══ Exercise material ══
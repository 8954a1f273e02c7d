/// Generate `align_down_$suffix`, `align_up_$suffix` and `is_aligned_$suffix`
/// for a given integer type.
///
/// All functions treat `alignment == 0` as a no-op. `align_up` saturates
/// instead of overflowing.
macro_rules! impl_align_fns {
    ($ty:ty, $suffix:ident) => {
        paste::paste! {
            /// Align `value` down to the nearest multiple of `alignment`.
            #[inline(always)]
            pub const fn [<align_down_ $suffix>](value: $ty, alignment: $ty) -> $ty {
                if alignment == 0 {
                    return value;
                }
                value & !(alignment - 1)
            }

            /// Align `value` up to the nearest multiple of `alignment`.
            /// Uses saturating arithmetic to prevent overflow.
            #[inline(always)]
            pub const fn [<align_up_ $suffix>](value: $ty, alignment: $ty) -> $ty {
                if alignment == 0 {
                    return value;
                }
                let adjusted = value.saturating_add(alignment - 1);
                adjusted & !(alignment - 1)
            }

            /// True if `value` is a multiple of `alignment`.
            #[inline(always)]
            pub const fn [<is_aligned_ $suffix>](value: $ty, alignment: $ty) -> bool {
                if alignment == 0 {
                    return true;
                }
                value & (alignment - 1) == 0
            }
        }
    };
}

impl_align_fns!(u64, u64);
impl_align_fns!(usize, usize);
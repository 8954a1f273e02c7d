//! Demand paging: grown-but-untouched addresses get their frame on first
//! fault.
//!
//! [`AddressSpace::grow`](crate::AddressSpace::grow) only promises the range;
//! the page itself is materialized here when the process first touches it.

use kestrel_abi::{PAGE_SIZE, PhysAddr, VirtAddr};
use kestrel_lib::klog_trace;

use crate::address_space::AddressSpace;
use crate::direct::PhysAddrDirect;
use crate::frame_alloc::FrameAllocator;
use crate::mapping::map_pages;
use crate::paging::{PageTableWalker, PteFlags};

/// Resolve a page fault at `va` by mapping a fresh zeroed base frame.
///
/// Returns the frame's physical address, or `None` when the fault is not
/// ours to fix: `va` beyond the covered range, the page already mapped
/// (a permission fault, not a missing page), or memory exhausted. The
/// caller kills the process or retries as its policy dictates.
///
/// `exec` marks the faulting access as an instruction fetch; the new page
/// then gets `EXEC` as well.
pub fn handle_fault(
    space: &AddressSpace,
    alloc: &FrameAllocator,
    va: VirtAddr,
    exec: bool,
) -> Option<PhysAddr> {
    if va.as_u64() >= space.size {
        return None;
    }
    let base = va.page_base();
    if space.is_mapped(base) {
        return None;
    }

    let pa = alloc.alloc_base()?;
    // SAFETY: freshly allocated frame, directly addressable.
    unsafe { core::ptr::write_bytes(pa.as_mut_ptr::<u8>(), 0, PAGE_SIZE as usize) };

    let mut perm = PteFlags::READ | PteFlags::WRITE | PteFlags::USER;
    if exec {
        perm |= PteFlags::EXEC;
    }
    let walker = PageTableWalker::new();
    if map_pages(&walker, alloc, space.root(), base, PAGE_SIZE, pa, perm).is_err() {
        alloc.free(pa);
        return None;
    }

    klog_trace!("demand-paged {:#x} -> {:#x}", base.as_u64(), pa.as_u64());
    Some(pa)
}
═══
══ Exercise material ══
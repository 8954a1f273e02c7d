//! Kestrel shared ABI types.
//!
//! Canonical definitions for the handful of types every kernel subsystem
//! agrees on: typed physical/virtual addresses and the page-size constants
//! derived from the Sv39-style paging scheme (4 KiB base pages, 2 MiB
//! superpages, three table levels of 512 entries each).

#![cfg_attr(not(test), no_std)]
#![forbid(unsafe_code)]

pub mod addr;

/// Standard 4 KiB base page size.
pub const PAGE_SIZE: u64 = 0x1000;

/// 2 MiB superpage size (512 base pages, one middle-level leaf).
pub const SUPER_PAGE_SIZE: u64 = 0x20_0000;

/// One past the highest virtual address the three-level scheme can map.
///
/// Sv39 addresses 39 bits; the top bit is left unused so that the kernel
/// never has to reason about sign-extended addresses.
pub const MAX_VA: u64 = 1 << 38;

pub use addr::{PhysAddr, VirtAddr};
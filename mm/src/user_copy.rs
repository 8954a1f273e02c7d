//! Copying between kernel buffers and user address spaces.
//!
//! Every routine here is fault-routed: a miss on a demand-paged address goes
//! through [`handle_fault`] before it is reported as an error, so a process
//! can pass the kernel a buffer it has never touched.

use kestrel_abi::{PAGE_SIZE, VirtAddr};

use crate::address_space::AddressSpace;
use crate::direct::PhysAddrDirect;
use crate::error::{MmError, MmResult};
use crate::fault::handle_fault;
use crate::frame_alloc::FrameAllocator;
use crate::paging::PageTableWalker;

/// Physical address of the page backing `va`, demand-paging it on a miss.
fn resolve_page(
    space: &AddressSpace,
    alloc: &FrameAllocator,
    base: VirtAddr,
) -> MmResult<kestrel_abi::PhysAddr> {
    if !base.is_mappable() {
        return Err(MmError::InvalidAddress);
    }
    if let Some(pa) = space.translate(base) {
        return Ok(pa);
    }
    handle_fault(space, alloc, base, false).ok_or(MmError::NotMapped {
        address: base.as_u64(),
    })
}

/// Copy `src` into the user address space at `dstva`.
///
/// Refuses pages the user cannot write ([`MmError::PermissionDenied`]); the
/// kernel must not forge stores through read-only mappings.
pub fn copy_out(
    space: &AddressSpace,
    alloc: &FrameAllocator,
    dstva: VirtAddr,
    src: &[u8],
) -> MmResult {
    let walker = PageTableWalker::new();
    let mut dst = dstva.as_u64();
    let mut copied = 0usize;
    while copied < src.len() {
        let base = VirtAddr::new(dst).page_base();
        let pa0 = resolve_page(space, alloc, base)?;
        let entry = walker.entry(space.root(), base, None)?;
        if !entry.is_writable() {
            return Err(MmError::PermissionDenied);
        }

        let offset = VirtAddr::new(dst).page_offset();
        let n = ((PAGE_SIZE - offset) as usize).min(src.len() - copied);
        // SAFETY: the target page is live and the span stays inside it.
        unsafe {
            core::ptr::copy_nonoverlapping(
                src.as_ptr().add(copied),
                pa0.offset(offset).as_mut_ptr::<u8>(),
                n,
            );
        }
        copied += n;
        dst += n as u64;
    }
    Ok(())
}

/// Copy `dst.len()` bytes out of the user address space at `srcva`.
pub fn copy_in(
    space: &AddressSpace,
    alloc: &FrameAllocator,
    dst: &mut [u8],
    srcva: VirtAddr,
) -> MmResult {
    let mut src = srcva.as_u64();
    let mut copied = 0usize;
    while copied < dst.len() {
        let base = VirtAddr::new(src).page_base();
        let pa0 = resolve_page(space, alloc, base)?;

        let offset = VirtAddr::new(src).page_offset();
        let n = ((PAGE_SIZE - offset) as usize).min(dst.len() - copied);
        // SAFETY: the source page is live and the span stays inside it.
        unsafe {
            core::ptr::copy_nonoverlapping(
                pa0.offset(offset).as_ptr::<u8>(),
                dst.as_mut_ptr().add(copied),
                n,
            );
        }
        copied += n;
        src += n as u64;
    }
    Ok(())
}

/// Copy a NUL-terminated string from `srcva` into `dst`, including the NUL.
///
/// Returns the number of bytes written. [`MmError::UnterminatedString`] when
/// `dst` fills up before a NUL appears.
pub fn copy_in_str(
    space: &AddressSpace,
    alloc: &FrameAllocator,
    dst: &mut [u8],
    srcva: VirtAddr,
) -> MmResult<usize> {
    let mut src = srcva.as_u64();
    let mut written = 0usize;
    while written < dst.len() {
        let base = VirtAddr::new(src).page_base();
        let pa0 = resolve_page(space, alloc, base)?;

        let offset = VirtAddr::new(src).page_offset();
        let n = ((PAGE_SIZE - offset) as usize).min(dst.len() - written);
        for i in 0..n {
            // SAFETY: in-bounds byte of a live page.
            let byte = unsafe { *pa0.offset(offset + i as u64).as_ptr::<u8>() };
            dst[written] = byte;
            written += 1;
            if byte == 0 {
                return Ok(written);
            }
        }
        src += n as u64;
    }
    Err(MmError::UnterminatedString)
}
═══
══ Exercise material ══
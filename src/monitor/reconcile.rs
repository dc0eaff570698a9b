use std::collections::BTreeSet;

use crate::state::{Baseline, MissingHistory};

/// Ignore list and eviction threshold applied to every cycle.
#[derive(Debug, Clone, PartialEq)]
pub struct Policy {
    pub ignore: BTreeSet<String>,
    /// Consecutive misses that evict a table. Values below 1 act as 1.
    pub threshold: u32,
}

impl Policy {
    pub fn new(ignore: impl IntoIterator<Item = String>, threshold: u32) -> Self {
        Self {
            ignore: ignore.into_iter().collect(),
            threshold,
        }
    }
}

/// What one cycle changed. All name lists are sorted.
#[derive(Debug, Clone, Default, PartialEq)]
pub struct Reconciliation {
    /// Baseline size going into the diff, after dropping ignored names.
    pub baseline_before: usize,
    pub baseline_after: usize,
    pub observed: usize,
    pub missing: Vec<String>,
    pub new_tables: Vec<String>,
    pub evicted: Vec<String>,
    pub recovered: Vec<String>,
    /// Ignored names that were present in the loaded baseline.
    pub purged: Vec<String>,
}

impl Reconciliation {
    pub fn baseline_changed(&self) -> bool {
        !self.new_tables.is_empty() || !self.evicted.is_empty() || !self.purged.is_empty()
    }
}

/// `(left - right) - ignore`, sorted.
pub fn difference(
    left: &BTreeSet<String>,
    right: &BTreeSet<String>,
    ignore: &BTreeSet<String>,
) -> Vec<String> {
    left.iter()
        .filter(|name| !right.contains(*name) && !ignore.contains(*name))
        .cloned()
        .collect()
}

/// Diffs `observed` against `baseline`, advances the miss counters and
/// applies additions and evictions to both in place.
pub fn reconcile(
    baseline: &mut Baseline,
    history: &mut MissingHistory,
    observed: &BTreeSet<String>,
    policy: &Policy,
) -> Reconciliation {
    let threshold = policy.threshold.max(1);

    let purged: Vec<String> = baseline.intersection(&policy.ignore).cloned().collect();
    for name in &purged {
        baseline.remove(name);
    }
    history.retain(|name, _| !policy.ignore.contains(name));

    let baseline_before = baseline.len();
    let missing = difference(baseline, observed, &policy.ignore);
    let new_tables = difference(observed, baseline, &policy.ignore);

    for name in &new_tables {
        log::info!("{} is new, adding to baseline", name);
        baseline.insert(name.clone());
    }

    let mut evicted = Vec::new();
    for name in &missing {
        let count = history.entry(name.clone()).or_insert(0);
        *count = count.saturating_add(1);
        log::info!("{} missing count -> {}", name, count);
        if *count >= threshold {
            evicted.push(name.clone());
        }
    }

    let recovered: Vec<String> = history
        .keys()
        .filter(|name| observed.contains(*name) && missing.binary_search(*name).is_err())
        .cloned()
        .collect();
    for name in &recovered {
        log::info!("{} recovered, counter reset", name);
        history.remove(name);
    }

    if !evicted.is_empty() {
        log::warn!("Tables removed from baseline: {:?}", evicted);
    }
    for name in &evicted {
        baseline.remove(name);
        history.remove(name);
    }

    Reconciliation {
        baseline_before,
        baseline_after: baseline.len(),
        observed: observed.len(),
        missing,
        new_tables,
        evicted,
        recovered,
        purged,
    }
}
═══
Write down only the number of lines above where the word "paged" occurs.

2